** Opening RECORDS PROVIDED block **
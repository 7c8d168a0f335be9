//! SSD1680 command definitions
//!
//! This module defines the command bytes used to control the SSD1680
//! e-paper display controller. Commands are sent over SPI with the DC pin
//! low for commands and high for data.
//!
//! ## Command Structure
//!
//! All commands follow the pattern:
//! 1. Assert CS (Chip Select)
//! 2. Set DC low (command mode)
//! 3. Send command byte
//! 4. Set DC high (data mode)
//! 5. Send data bytes (if any)
//! 6. Deassert CS

// System control commands

/// Soft reset command (0x12)
///
/// Resets the controller to default state. Must wait for BUSY low after issuing.
pub const SOFT_RESET: u8 = 0x12;

/// Driver output control command (0x01)
///
/// Sets the number of gate outputs (rows) and scanning direction.
/// Requires 3 bytes: [rows-1 (LSB), rows-1 (MSB), scanning mode]
pub const DRIVER_OUTPUT_CONTROL: u8 = 0x01;

/// Border waveform control command (0x3C)
///
/// Controls the border color and transition behavior.
/// Requires 1 byte of data.
pub const BORDER_WAVEFORM: u8 = 0x3C;

/// Temperature sensor control command (0x1A)
///
/// Selects the temperature sensor source for the refresh waveform.
/// Requires 1 byte: 0x80 = internal sensor.
pub const TEMP_SENSOR_CONTROL: u8 = 0x1A;

// RAM and data commands

/// Data entry mode command (0x11)
///
/// Controls the address counter auto-increment direction.
/// Requires 1 byte:
/// - Bit 0 (ID0): X direction (0=decrement, 1=increment)
/// - Bit 1 (ID1): Y direction (0=decrement, 1=increment)
/// - Bit 2 (AM): Address counter direction (0=X, 1=Y)
pub const DATA_ENTRY_MODE: u8 = 0x11;

/// Set RAM X address range command (0x44)
///
/// Sets the X (source) address range for RAM access. X addresses are
/// byte-granular on the SSD1680: one address covers 8 pixels.
/// Requires 2 bytes: [start, end]
pub const SET_RAM_X_RANGE: u8 = 0x44;

/// Set RAM Y address range command (0x45)
///
/// Sets the Y (gate) address range for RAM access.
/// Requires 4 bytes: [start_LSB, start_MSB, end_LSB, end_MSB]
pub const SET_RAM_Y_RANGE: u8 = 0x45;

/// Set RAM X address counter command (0x4E)
///
/// Sets the X address counter to a specific byte address.
/// Requires 1 byte.
pub const SET_RAM_X_COUNTER: u8 = 0x4E;

/// Set RAM Y address counter command (0x4F)
///
/// Sets the Y address counter to a specific gate line.
/// Requires 2 bytes: [address_LSB, address_MSB]
pub const SET_RAM_Y_COUNTER: u8 = 0x4F;

/// Write to BW RAM command (0x24)
///
/// Writes black/white pixel data starting at the current address counters.
/// Bit=0: Black, Bit=1: White.
/// Requires pixel data bytes (width * height / 8).
pub const WRITE_RAM_BW: u8 = 0x24;

// Display update commands

/// Display update control 1 command (0x21)
///
/// Controls which RAM sources are used for the display update.
/// Requires 2 bytes: [RAM option, source output mode]
pub const DISPLAY_UPDATE_CTRL1: u8 = 0x21;

/// Display update control 2 command (0x22)
///
/// Selects the display update sequence (power on, load LUT, refresh, power off).
/// Requires 1 byte; see [`CTRL2_FULL_REFRESH`].
pub const DISPLAY_UPDATE_CTRL2: u8 = 0x22;

/// Master activation command (0x20)
///
/// Triggers the update sequence selected by [`DISPLAY_UPDATE_CTRL2`].
/// BUSY goes high for the duration of the physical refresh; RAM must not
/// be written while BUSY is asserted.
pub const MASTER_ACTIVATION: u8 = 0x20;

/// Display update control 2 value for a full refresh
///
/// Enables clock and analog, loads temperature and the OTP LUT, refreshes
/// the panel, then powers the analog and clock back down.
pub const CTRL2_FULL_REFRESH: u8 = 0xF7;

// Power management commands

/// Deep sleep command (0x10)
///
/// Enters ultra-low power mode. Only a hardware reset can wake the controller.
/// Requires 1 byte mode value; see [`crate::DeepSleepMode`].
pub const DEEP_SLEEP: u8 = 0x10;
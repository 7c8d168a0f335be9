//! Coordinate rotation utilities
//!
//! This module maps logical pixel coordinates to the controller's RAM
//! coordinate system. E-paper modules are frequently mounted rotated
//! relative to the controller's native scan direction; the 2.9" SSD1680
//! module wires the panel's long edge along the gate lines, so the
//! driver's default is a fixed 90-degree transform.
//!
//! The returned RAM coordinates feed the framebuffer's byte/bit addressing
//! (`byte = ram_y * stride + ram_x / 8`, MSB-first within each byte).
//!
//! ## Example
//!
//! ```
//! use ssd1680::{rotation::apply_rotation, RamDimensions, Rotation};
//!
//! let ram = RamDimensions { width: 128, height: 296 };
//!
//! // Logical origin maps to the top of the last RAM column at 90 degrees
//! let (ram_x, ram_y) = apply_rotation(0, 0, ram, Rotation::Rotate90);
//! assert_eq!((ram_x, ram_y), (127, 0));
//!
//! // ram_x decreases as the logical row position increases
//! let (ram_x, _) = apply_rotation(0, 1, ram, Rotation::Rotate90);
//! assert_eq!(ram_x, 126);
//! ```

use crate::config::{RamDimensions, Rotation};

/// Map a logical (x, y) pixel position to RAM coordinates
///
/// The caller must ensure `(x, y)` lies within the logical dimensions
/// implied by `ram` and `rotation` (axes swapped for 90/270 degrees);
/// within those bounds every mapping is a bijection onto the RAM grid.
///
/// # Arguments
///
/// * `x` - Logical X coordinate (column), 0 to logical width - 1
/// * `y` - Logical Y coordinate (row), 0 to logical height - 1
/// * `ram` - RAM-space dimensions
/// * `rotation` - Panel mounting rotation
///
/// # Returns
///
/// The `(ram_x, ram_y)` pixel position in controller RAM.
pub fn apply_rotation(x: u32, y: u32, ram: RamDimensions, rotation: Rotation) -> (u32, u32) {
    let ram_w = u32::from(ram.width);
    let ram_h = u32::from(ram.height);
    match rotation {
        Rotation::Rotate0 => (x, y),
        Rotation::Rotate90 => (ram_w - 1 - y, x),
        Rotation::Rotate180 => (ram_w - 1 - x, ram_h - 1 - y),
        Rotation::Rotate270 => (y, ram_h - 1 - x),
    }
}

#[cfg(test)]
mod tests {
    use super::*;

    const RAM_2IN9: RamDimensions = RamDimensions {
        width: 128,
        height: 296,
    };

    #[test]
    fn rotate90_matches_panel_wiring() {
        // phys(x, y) -> ram(RAM_WIDTH - 1 - y, x)
        assert_eq!(apply_rotation(0, 0, RAM_2IN9, Rotation::Rotate90), (127, 0));
        assert_eq!(apply_rotation(10, 40, RAM_2IN9, Rotation::Rotate90), (87, 10));
        assert_eq!(
            apply_rotation(295, 127, RAM_2IN9, Rotation::Rotate90),
            (0, 295)
        );
    }

    #[test]
    fn rotate90_inverts_ram_x_with_logical_row() {
        let (hi, _) = apply_rotation(0, 0, RAM_2IN9, Rotation::Rotate90);
        let (lo, _) = apply_rotation(0, 127, RAM_2IN9, Rotation::Rotate90);
        assert_eq!(hi, 127);
        assert_eq!(lo, 0);
    }

    #[test]
    fn rotate0_is_identity() {
        let ram = RamDimensions {
            width: 16,
            height: 16,
        };
        assert_eq!(apply_rotation(3, 7, ram, Rotation::Rotate0), (3, 7));
    }

    #[test]
    fn rotate180_inverts_both_axes() {
        let ram = RamDimensions {
            width: 16,
            height: 8,
        };
        assert_eq!(apply_rotation(0, 0, ram, Rotation::Rotate180), (15, 7));
        assert_eq!(apply_rotation(15, 7, ram, Rotation::Rotate180), (0, 0));
    }

    #[test]
    fn rotate270_mirrors_rotate90() {
        assert_eq!(apply_rotation(0, 0, RAM_2IN9, Rotation::Rotate270), (0, 295));
        assert_eq!(
            apply_rotation(295, 127, RAM_2IN9, Rotation::Rotate270),
            (127, 0)
        );
    }

    #[test]
    fn rotate90_is_a_bijection() {
        // Every logical pixel lands on a distinct in-range RAM pixel, and
        // the full RAM grid is covered.
        let mut seen = alloc::vec![false; 128 * 296];
        for y in 0..128u32 {
            for x in 0..296u32 {
                let (ram_x, ram_y) = apply_rotation(x, y, RAM_2IN9, Rotation::Rotate90);
                assert!(ram_x < 128 && ram_y < 296, "({x},{y}) out of RAM bounds");
                let idx = (ram_y * 128 + ram_x) as usize;
                assert!(!seen[idx], "collision at logical ({x},{y})");
                seen[idx] = true;
            }
        }
        assert!(seen.iter().all(|&v| v));
    }

    #[test]
    fn all_rotations_stay_in_bounds() {
        for rotation in [
            Rotation::Rotate0,
            Rotation::Rotate90,
            Rotation::Rotate180,
            Rotation::Rotate270,
        ] {
            let (logical_w, logical_h) = if rotation.swaps_axes() {
                (296u32, 128u32)
            } else {
                (128u32, 296u32)
            };
            for y in (0..logical_h).step_by(7) {
                for x in (0..logical_w).step_by(7) {
                    let (ram_x, ram_y) = apply_rotation(x, y, RAM_2IN9, rotation);
                    assert!(ram_x < 128);
                    assert!(ram_y < 296);
                }
            }
        }
    }
}
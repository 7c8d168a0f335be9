//! Display configuration types and builder

pub use crate::error::{BuilderError, MAX_GATE_OUTPUTS, MAX_SOURCE_OUTPUTS};

/// Logical display dimensions
///
/// Width and height as the application reasons about the panel. The
/// controller's RAM addressing is derived from these via the configured
/// [`Rotation`]; see [`Config::ram_dimensions`].
#[derive(Clone, Copy, Debug, PartialEq)]
pub struct Dimensions {
    /// Width in pixels (the long edge on the 2.9" panel: 296)
    pub width: u16,
    /// Height in pixels (the short edge on the 2.9" panel: 128)
    pub height: u16,
}

impl Dimensions {
    /// Create new dimensions with validation
    ///
    /// # Errors
    ///
    /// Returns `BuilderError::InvalidDimensions` if:
    /// - width == 0 or width > MAX_GATE_OUTPUTS (296)
    /// - height == 0 or height > MAX_SOURCE_OUTPUTS (176)
    pub fn new(width: u16, height: u16) -> Result<Self, BuilderError> {
        if width == 0 || width > MAX_GATE_OUTPUTS {
            return Err(BuilderError::InvalidDimensions { width, height });
        }
        if height == 0 || height > MAX_SOURCE_OUTPUTS {
            return Err(BuilderError::InvalidDimensions { width, height });
        }
        Ok(Self { width, height })
    }
}

/// RAM-space dimensions derived from logical dimensions and rotation
///
/// The panel is typically mounted rotated relative to the controller's
/// native scan direction, so RAM width/height need not match the logical
/// width/height. For the fixed 90-degree mounting of the 2.9" panel,
/// `ram_width == logical height` and `ram_height == logical width`.
#[derive(Clone, Copy, Debug, PartialEq)]
pub struct RamDimensions {
    /// RAM width in pixels (source outputs; must be a multiple of 8)
    pub width: u16,
    /// RAM height in pixels (gate outputs)
    pub height: u16,
}

impl RamDimensions {
    /// Bytes per RAM row (`width / 8`, MSB-first bit packing)
    pub fn row_stride(&self) -> usize {
        self.width as usize / 8
    }

    /// Required framebuffer size in bytes (`row_stride * height`)
    pub fn buffer_size(&self) -> usize {
        self.row_stride() * self.height as usize
    }
}

/// Display rotation: how the panel is mounted relative to controller RAM
///
/// The default is [`Rotation::Rotate90`], matching the common 2.9" module
/// wiring where the panel's long edge runs along the gate lines.
#[derive(Clone, Copy, Debug, Default, PartialEq)]
pub enum Rotation {
    /// Panel mounted in the controller's native orientation
    Rotate0,
    /// Rotate 90 degrees clockwise (long edge horizontal)
    #[default]
    Rotate90,
    /// Rotate 180 degrees
    Rotate180,
    /// Rotate 270 degrees clockwise
    Rotate270,
}

impl Rotation {
    /// Whether this rotation swaps the logical axes in RAM space
    pub fn swaps_axes(self) -> bool {
        matches!(self, Self::Rotate90 | Self::Rotate270)
    }
}

/// Display configuration
///
/// Holds all configurable parameters for the SSD1680 controller.
/// Use [`Builder`] to create a Config.
#[derive(Clone, Debug)]
pub struct Config {
    /// Logical display dimensions
    pub dimensions: Dimensions,
    /// Panel mounting rotation
    pub rotation: Rotation,
    /// Gate scanning direction byte (GD/SM/TB bits)
    pub gate_scanning: u8,
    /// Data entry mode byte
    pub data_entry_mode: u8,
    /// Border waveform setting
    pub border_waveform: u8,
    /// Temperature sensor control (0x80 = internal)
    pub temp_sensor_control: u8,
    /// Display Update Control 1 bytes (RAM option, source output mode)
    pub display_update_ctrl1: [u8; 2],
    /// Display Update Control 2 value used for activation
    pub display_update_ctrl2: u8,
}

impl Config {
    /// Get the RAM-space dimensions for this configuration
    pub fn ram_dimensions(&self) -> RamDimensions {
        if self.rotation.swaps_axes() {
            RamDimensions {
                width: self.dimensions.height,
                height: self.dimensions.width,
            }
        } else {
            RamDimensions {
                width: self.dimensions.width,
                height: self.dimensions.height,
            }
        }
    }

    /// Required framebuffer size in bytes
    pub fn buffer_size(&self) -> usize {
        self.ram_dimensions().buffer_size()
    }
}

/// Builder for constructing display configuration
///
/// Defaults reproduce the 2.9" monochrome module: 90-degree mounting,
/// X/Y auto-increment addressing, internal temperature sensor, and the
/// full-refresh activation sequence.
///
/// # Example
///
/// ```
/// use ssd1680::{Builder, Dimensions, Rotation};
///
/// let dims = Dimensions::new(296, 128).unwrap();
/// let config = Builder::new().dimensions(dims).build().unwrap();
/// assert_eq!(config.ram_dimensions().width, 128);
/// assert_eq!(config.buffer_size(), 4736);
/// ```
#[must_use]
pub struct Builder {
    /// Logical display dimensions (required)
    dimensions: Option<Dimensions>,
    /// Panel mounting rotation
    rotation: Rotation,
    /// Gate scanning direction byte
    gate_scanning: u8,
    /// Data entry mode byte
    data_entry_mode: u8,
    /// Border waveform setting
    border_waveform: u8,
    /// Temperature sensor control
    temp_sensor_control: u8,
    /// Display Update Control 1 bytes
    display_update_ctrl1: [u8; 2],
    /// Display Update Control 2 value
    display_update_ctrl2: u8,
}

impl Default for Builder {
    fn default() -> Self {
        Self {
            dimensions: None,
            rotation: Rotation::Rotate90,
            // GD = 0, SM = 0, TB = 0
            gate_scanning: 0x00,
            // X increment, Y increment
            data_entry_mode: 0x03,
            border_waveform: 0x05,
            // Internal temperature sensor
            temp_sensor_control: 0x80,
            display_update_ctrl1: [0x00, 0x80],
            display_update_ctrl2: crate::command::CTRL2_FULL_REFRESH,
        }
    }
}

impl Builder {
    /// Create a new Builder with default values
    pub fn new() -> Self {
        Self::default()
    }

    /// Set logical display dimensions (required)
    pub fn dimensions(mut self, dims: Dimensions) -> Self {
        self.dimensions = Some(dims);
        self
    }

    /// Set panel mounting rotation
    pub fn rotation(mut self, rotation: Rotation) -> Self {
        self.rotation = rotation;
        self
    }

    /// Set gate scanning direction
    pub fn gate_scanning(mut self, value: u8) -> Self {
        self.gate_scanning = value;
        self
    }

    /// Set data entry mode
    pub fn data_entry_mode(mut self, value: u8) -> Self {
        self.data_entry_mode = value;
        self
    }

    /// Set border waveform
    pub fn border_waveform(mut self, value: u8) -> Self {
        self.border_waveform = value;
        self
    }

    /// Set temperature sensor control
    pub fn temp_sensor_control(mut self, value: u8) -> Self {
        self.temp_sensor_control = value;
        self
    }

    /// Set Display Update Control 1 bytes
    pub fn display_update_ctrl1(mut self, value: [u8; 2]) -> Self {
        self.display_update_ctrl1 = value;
        self
    }

    /// Set the Display Update Control 2 activation value
    pub fn display_update_ctrl2(mut self, value: u8) -> Self {
        self.display_update_ctrl2 = value;
        self
    }

    /// Build the configuration
    ///
    /// # Errors
    ///
    /// Returns `BuilderError::MissingDimensions` if dimensions were not set,
    /// or `BuilderError::InvalidDimensions` if the RAM row width implied by
    /// the rotation is not byte-aligned (RAM writes are byte-packed).
    pub fn build(self) -> Result<Config, BuilderError> {
        let dimensions = self.dimensions.ok_or(BuilderError::MissingDimensions)?;
        let config = Config {
            dimensions,
            rotation: self.rotation,
            gate_scanning: self.gate_scanning,
            data_entry_mode: self.data_entry_mode,
            border_waveform: self.border_waveform,
            temp_sensor_control: self.temp_sensor_control,
            display_update_ctrl1: self.display_update_ctrl1,
            display_update_ctrl2: self.display_update_ctrl2,
        };
        if config.ram_dimensions().width % 8 != 0 {
            return Err(BuilderError::InvalidDimensions {
                width: dimensions.width,
                height: dimensions.height,
            });
        }
        Ok(config)
    }
}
** Closing RECORDS PROVIDED block **
## PROBLEM TO WORK ON:
Your task is to restate, word for word, only those lines above that fall between the line holding "counter command (0x4F)" and the line holding "pub const DISPLAY_UPDATE_CTRL1: u8 = 0x21;", inclusive.

## ANSWER:
/// Set RAM Y address counter command (0x4F)
///
/// Sets the Y address counter to a specific gate line.
/// Requires 2 bytes: [address_LSB, address_MSB]
pub const SET_RAM_Y_COUNTER: u8 = 0x4F;

/// Write to BW RAM command (0x24)
///
/// Writes black/white pixel data starting at the current address counters.
/// Bit=0: Black, Bit=1: White.
/// Requires pixel data bytes (width * height / 8).
pub const WRITE_RAM_BW: u8 = 0x24;

// Display update commands

/// Display update control 1 command (0x21)
///
/// Controls which RAM sources are used for the display update.
/// Requires 2 bytes: [RAM option, source output mode]
pub const DISPLAY_UPDATE_CTRL1: u8 = 0x21;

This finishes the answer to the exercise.